'Harry Potter' Actress Miraculously Awakes From A Coma After Baptism

A "Harry Potter" actress placed on life support after suffering a severe brain hemorrhage when she was 13 shocked doctors and her parents when she "miraculously" recovered upon being baptized by a Catholic priest.

Within 24 hours of her baptism, Lucy Hussey-Bergonzi was removed from life support and on her way to recovery, baffling doctors and nurses who had been certain the teen actress was going to die.

Doctors had told Lucy's parents that recovering from the type of brain hemorrhage affecting the "Harry Potter" actress was extremely rare and that they should prepare for the worse.

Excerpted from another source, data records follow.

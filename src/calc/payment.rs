//! Payment calculator: loan amount, monthly payment, and required income.
//!
//! The computation is closed-form and O(1); every figure is kept at full `f64`
//! precision. Rounding happens only when a presentation layer formats it.

use tracing::debug;

use crate::domain::{LoanInputs, LoanTerms, MortgageResult, PaymentBreakdown};
use crate::error::CalcError;
use crate::rates;

/// Compute the headline figures from the five raw inputs.
pub fn calculate_mortgage(
    home_price: f64,
    credit_score: i32,
    down_payment_pct: f64,
    dti_ratio_pct: f64,
    nominal_annual_rate_pct: f64,
) -> Result<MortgageResult, CalcError> {
    calculate(&LoanInputs {
        home_price,
        credit_score,
        down_payment_pct,
        dti_ratio_pct,
        nominal_annual_rate_pct,
    })
}

/// Compute the headline figures for a 30-year fixed loan.
pub fn calculate(inputs: &LoanInputs) -> Result<MortgageResult, CalcError> {
    calculate_breakdown(inputs, &LoanTerms::THIRTY_YEAR_FIXED).map(|b| b.result())
}

/// Compute every intermediate figure of a calculation.
pub fn calculate_breakdown(inputs: &LoanInputs, terms: &LoanTerms) -> Result<PaymentBreakdown, CalcError> {
    validate(inputs)?;

    let adjusted_annual_rate = rates::adjust(inputs.credit_score, inputs.nominal_annual_rate_pct / 100.0);
    let monthly_rate = adjusted_annual_rate / 12.0;
    let payment_count = terms.payment_count();

    let loan_amount = inputs.home_price * (1.0 - inputs.down_payment_pct / 100.0);
    let principal_and_interest = monthly_principal_and_interest(loan_amount, monthly_rate, payment_count);

    let monthly_property_tax = inputs.home_price * terms.annual_property_tax_rate / 12.0;
    let monthly_insurance = inputs.home_price * terms.annual_insurance_rate / 12.0;
    let total_monthly_payment = principal_and_interest + monthly_property_tax + monthly_insurance;

    let required_monthly_gross_income = total_monthly_payment / (inputs.dti_ratio_pct / 100.0);
    let required_yearly_gross_income = required_monthly_gross_income * 12.0;

    if !(principal_and_interest.is_finite() && required_yearly_gross_income.is_finite()) {
        return Err(CalcError::invalid(
            "interest rate",
            format!(
                "adjusted rate {:.4}% does not produce a finite payment",
                adjusted_annual_rate * 100.0
            ),
        ));
    }

    let breakdown = PaymentBreakdown {
        adjusted_annual_rate,
        monthly_rate,
        payment_count,
        loan_amount,
        principal_and_interest,
        monthly_property_tax,
        monthly_insurance,
        total_monthly_payment,
        required_monthly_gross_income,
        required_yearly_gross_income,
    };

    debug!(
        home_price = inputs.home_price,
        credit_score = inputs.credit_score,
        down_payment_pct = inputs.down_payment_pct,
        dti_ratio_pct = inputs.dti_ratio_pct,
        nominal_rate_pct = inputs.nominal_annual_rate_pct,
        adjusted_rate = adjusted_annual_rate,
        loan_amount,
        total_monthly_payment,
        required_yearly_gross_income,
        "calculated mortgage"
    );

    Ok(breakdown)
}

/// Level monthly principal + interest payment.
///
/// `M = L·r·(1+r)^n / ((1+r)^n − 1)`; with `r = 0` the formula is 0/0 and the
/// loan is simply split evenly: `M = L / n`.
///
/// `(1+r)^n − 1` is evaluated as `expm1(n·ln1p(r))` so rates near zero keep
/// full precision instead of cancelling to 0.
pub fn monthly_principal_and_interest(loan_amount: f64, monthly_rate: f64, payment_count: u32) -> f64 {
    let n = payment_count as f64;
    if monthly_rate == 0.0 {
        return loan_amount / n;
    }
    let growth_minus_one = (n * monthly_rate.ln_1p()).exp_m1();
    loan_amount * monthly_rate * (growth_minus_one + 1.0) / growth_minus_one
}

/// Reject inputs that would make the result NaN or infinite.
pub fn validate(inputs: &LoanInputs) -> Result<(), CalcError> {
    let checks = [
        ("home price", inputs.home_price),
        ("down payment", inputs.down_payment_pct),
        ("dti ratio", inputs.dti_ratio_pct),
        ("interest rate", inputs.nominal_annual_rate_pct),
    ];
    for (field, value) in checks {
        if !value.is_finite() {
            return Err(CalcError::invalid(field, format!("must be finite (got {value})")));
        }
    }

    if inputs.home_price <= 0.0 {
        return Err(CalcError::invalid(
            "home price",
            format!("must be > 0 (got {})", inputs.home_price),
        ));
    }
    if !(0.0..=100.0).contains(&inputs.down_payment_pct) {
        return Err(CalcError::invalid(
            "down payment",
            format!("must be within [0, 100]% (got {})", inputs.down_payment_pct),
        ));
    }
    if inputs.dti_ratio_pct <= 0.0 {
        return Err(CalcError::invalid(
            "dti ratio",
            format!("must be > 0 (got {})", inputs.dti_ratio_pct),
        ));
    }
    Ok(())
}

#[cfg(test)]
mod tests {
    use super::*;
    use proptest::prelude::{prop_assert, prop_assert_eq, proptest};

    fn assert_approx_tol(actual: f64, expected: f64, tol: f64) {
        assert!(
            (actual - expected).abs() <= tol,
            "expected {expected}, got {actual}, tolerance {tol}"
        );
    }

    fn reference_inputs() -> LoanInputs {
        LoanInputs {
            home_price: 300_000.0,
            credit_score: 700,
            down_payment_pct: 3.5,
            dti_ratio_pct: 36.0,
            nominal_annual_rate_pct: 7.0,
        }
    }

    #[test]
    fn loan_amount_is_price_less_down_payment() {
        let b = calculate_breakdown(&reference_inputs(), &LoanTerms::THIRTY_YEAR_FIXED).unwrap();
        assert_eq!(b.loan_amount, 300_000.0 * (1.0 - 3.5 / 100.0));
        assert_approx_tol(b.loan_amount, 289_500.0, 1e-9);
    }

    #[test]
    fn amortization_matches_closed_form() {
        let loan = 289_500.0;
        let r = 0.07125 / 12.0;
        let growth = (1.0_f64 + r).powf(360.0);
        let expected = loan * r * growth / (growth - 1.0);

        let m = monthly_principal_and_interest(loan, r, 360);
        assert!(((m - expected) / expected).abs() < 1e-6);
        assert_approx_tol(m, 1950.415124956789, 1e-6);
    }

    #[test]
    fn zero_rate_splits_loan_evenly() {
        assert_eq!(monthly_principal_and_interest(289_500.0, 0.0, 360), 289_500.0 / 360.0);

        // A nominal rate that exactly cancels the 700-749 markup.
        let inputs = LoanInputs {
            nominal_annual_rate_pct: -0.25,
            ..reference_inputs()
        };
        let b = calculate_breakdown(&inputs, &LoanTerms::THIRTY_YEAR_FIXED).unwrap();
        assert_eq!(b.monthly_rate, 0.0);
        assert_eq!(b.principal_and_interest, b.loan_amount / 360.0);
        assert!(b.total_monthly_payment.is_finite());
    }

    #[test]
    fn near_zero_rate_converges_to_even_split() {
        let even = 289_500.0 / 360.0;
        let m = monthly_principal_and_interest(289_500.0, 1e-12, 360);
        assert!(((m - even) / even).abs() < 1e-6, "got {m}, expected about {even}");

        // Score 780 carries no markup, so the adjusted rate stays microscopic.
        let result = calculate_mortgage(300_000.0, 780, 3.5, 36.0, 1e-14).unwrap();
        let expected_total = even + 312.5 + 62.5;
        assert_approx_tol(result.total_monthly_payment, expected_total, 1e-6);
        assert!(result.required_yearly_gross_income.is_finite());
    }

    #[test]
    fn end_to_end_reference_scenario() {
        let result = calculate_mortgage(300_000.0, 700, 3.5, 36.0, 7.0).unwrap();

        assert_approx_tol(result.adjusted_annual_interest_rate_pct, 7.25, 1e-9);
        assert_approx_tol(result.loan_amount, 289_500.00, 0.005);
        assert_approx_tol(result.total_monthly_payment, 2_349.90, 0.005);
        assert_approx_tol(result.required_yearly_gross_income, 78_330.01, 0.005);
    }

    #[test]
    fn breakdown_components_add_up() {
        let b = calculate_breakdown(&reference_inputs(), &LoanTerms::THIRTY_YEAR_FIXED).unwrap();
        assert_eq!(b.payment_count, 360);
        assert_approx_tol(b.monthly_property_tax, 312.50, 1e-9);
        assert_approx_tol(b.monthly_insurance, 62.50, 1e-9);
        assert_approx_tol(b.principal_and_interest, 1_974.9003307626704, 1e-6);
        assert_eq!(
            b.total_monthly_payment,
            b.principal_and_interest + b.monthly_property_tax + b.monthly_insurance
        );
        assert_approx_tol(b.required_monthly_gross_income, 6_527.50, 0.005);
        assert_eq!(b.required_yearly_gross_income, b.required_monthly_gross_income * 12.0);
    }

    #[test]
    fn zero_dti_is_invalid_input() {
        let err = calculate_mortgage(300_000.0, 700, 3.5, 0.0, 7.0).unwrap_err();
        assert!(matches!(err, CalcError::InvalidInput { field: "dti ratio", .. }));
    }

    #[test]
    fn rejects_bad_price_and_down_payment() {
        assert!(matches!(
            calculate_mortgage(0.0, 700, 3.5, 36.0, 7.0),
            Err(CalcError::InvalidInput { field: "home price", .. })
        ));
        assert!(matches!(
            calculate_mortgage(-1.0, 700, 3.5, 36.0, 7.0),
            Err(CalcError::InvalidInput { field: "home price", .. })
        ));
        assert!(matches!(
            calculate_mortgage(300_000.0, 700, -0.5, 36.0, 7.0),
            Err(CalcError::InvalidInput { field: "down payment", .. })
        ));
        assert!(matches!(
            calculate_mortgage(300_000.0, 700, 100.5, 36.0, 7.0),
            Err(CalcError::InvalidInput { field: "down payment", .. })
        ));
        assert!(matches!(
            calculate_mortgage(300_000.0, 700, 3.5, 36.0, f64::NAN),
            Err(CalcError::InvalidInput { field: "interest rate", .. })
        ));
    }

    #[test]
    fn rejects_non_finite_and_negative_dti() {
        assert!(matches!(
            calculate_mortgage(f64::INFINITY, 700, 3.5, 36.0, 7.0),
            Err(CalcError::InvalidInput { field: "home price", .. })
        ));
        assert!(matches!(
            calculate_mortgage(300_000.0, 700, 3.5, f64::NAN, 7.0),
            Err(CalcError::InvalidInput { field: "dti ratio", .. })
        ));
        assert!(matches!(
            calculate_mortgage(300_000.0, 700, 3.5, -36.0, 7.0),
            Err(CalcError::InvalidInput { field: "dti ratio", .. })
        ));
        assert!(matches!(
            calculate_mortgage(300_000.0, 700, f64::NEG_INFINITY, 36.0, 7.0),
            Err(CalcError::InvalidInput { field: "down payment", .. })
        ));
    }

    #[test]
    fn full_down_payment_means_no_loan() {
        let result = calculate_mortgage(300_000.0, 700, 100.0, 36.0, 7.0).unwrap();
        assert_eq!(result.loan_amount, 0.0);
        assert_approx_tol(result.total_monthly_payment, 375.0, 1e-9);
    }

    #[test]
    fn higher_score_never_costs_more() {
        let low = calculate_mortgage(300_000.0, 620, 3.5, 36.0, 7.0).unwrap();
        let high = calculate_mortgage(300_000.0, 780, 3.5, 36.0, 7.0).unwrap();
        assert!(high.total_monthly_payment < low.total_monthly_payment);
        assert_approx_tol(high.adjusted_annual_interest_rate_pct, 7.0, 1e-12);
        assert_approx_tol(low.adjusted_annual_interest_rate_pct, 7.75, 1e-9);
    }

    proptest! {
        #[test]
        fn prop_outputs_are_finite_and_deterministic(
            price in 1_000u32..2_000_000,
            score in 300i32..900,
            down_bp in 0u32..=10_000,
            dti in 1u32..=100,
            rate_bp in 0u32..2_000,
        ) {
            let inputs = LoanInputs {
                home_price: price as f64,
                credit_score: score,
                down_payment_pct: down_bp as f64 / 100.0,
                dti_ratio_pct: dti as f64,
                nominal_annual_rate_pct: rate_bp as f64 / 100.0,
            };
            let a = calculate(&inputs).unwrap();
            let b = calculate(&inputs).unwrap();
            prop_assert_eq!(a, b);
            prop_assert!(a.total_monthly_payment.is_finite());
            prop_assert!(a.required_yearly_gross_income.is_finite());
            prop_assert!(a.loan_amount >= 0.0 && a.loan_amount <= inputs.home_price);
            prop_assert!(a.required_yearly_gross_income >= a.total_monthly_payment * 12.0);
        }
    }
}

Concerned about her daughter's afterlife, Denise Hussey-Bergonzi contacted a priest to baptize her as she lay in a coma on her hospital bed as part of the girl's last rites.

Her family, praying and preparing to say their goodbyes, watched as the priest's holy water fell on Lucy's forehead. Her parents say they saw the teen's arm immediately shoot up in the air.

"At first I thought she might be having a fit but within 24 hours she was taken off all the life support machines and tubes," the girl's mother told the Daily Mail.

Hussey-Bergonzi added, "When I asked the doctors why she had come back to us they said they can't explain how it happened and to this day they don't know how or why she recovered."

That was three years ago, and today 16-year-old Lucy is enjoying life, despite suffering from the occasional headache and partial numbness.

"I do have headaches and there are side-effects to my medication which have made me lose a lot of weight but other than that I feel fine," she told the Daily Mail.

Lucy, whose family lives in east London, had recently filmed a scene for "Harry Potter and the Half-Blood Prince" when she collapsed and was rushed to Great Ormond Street Hospital.

Doctors found that Lucy had been suffering from Arteriovenous malformation (AVM), a rare condition usually present at birth.

AVM is when an unusual number of blood vessels form a cluster in the brain. It is not often detected until the vessels burst and cause hemorrhaging, as in Lucy's case.

Part of Lucy's rehabilitation involved having to re-learn how to walk and talk and eat and drink.

Of her recovery Lucy said, "I think it was a miracle, I can't think of any other explanation."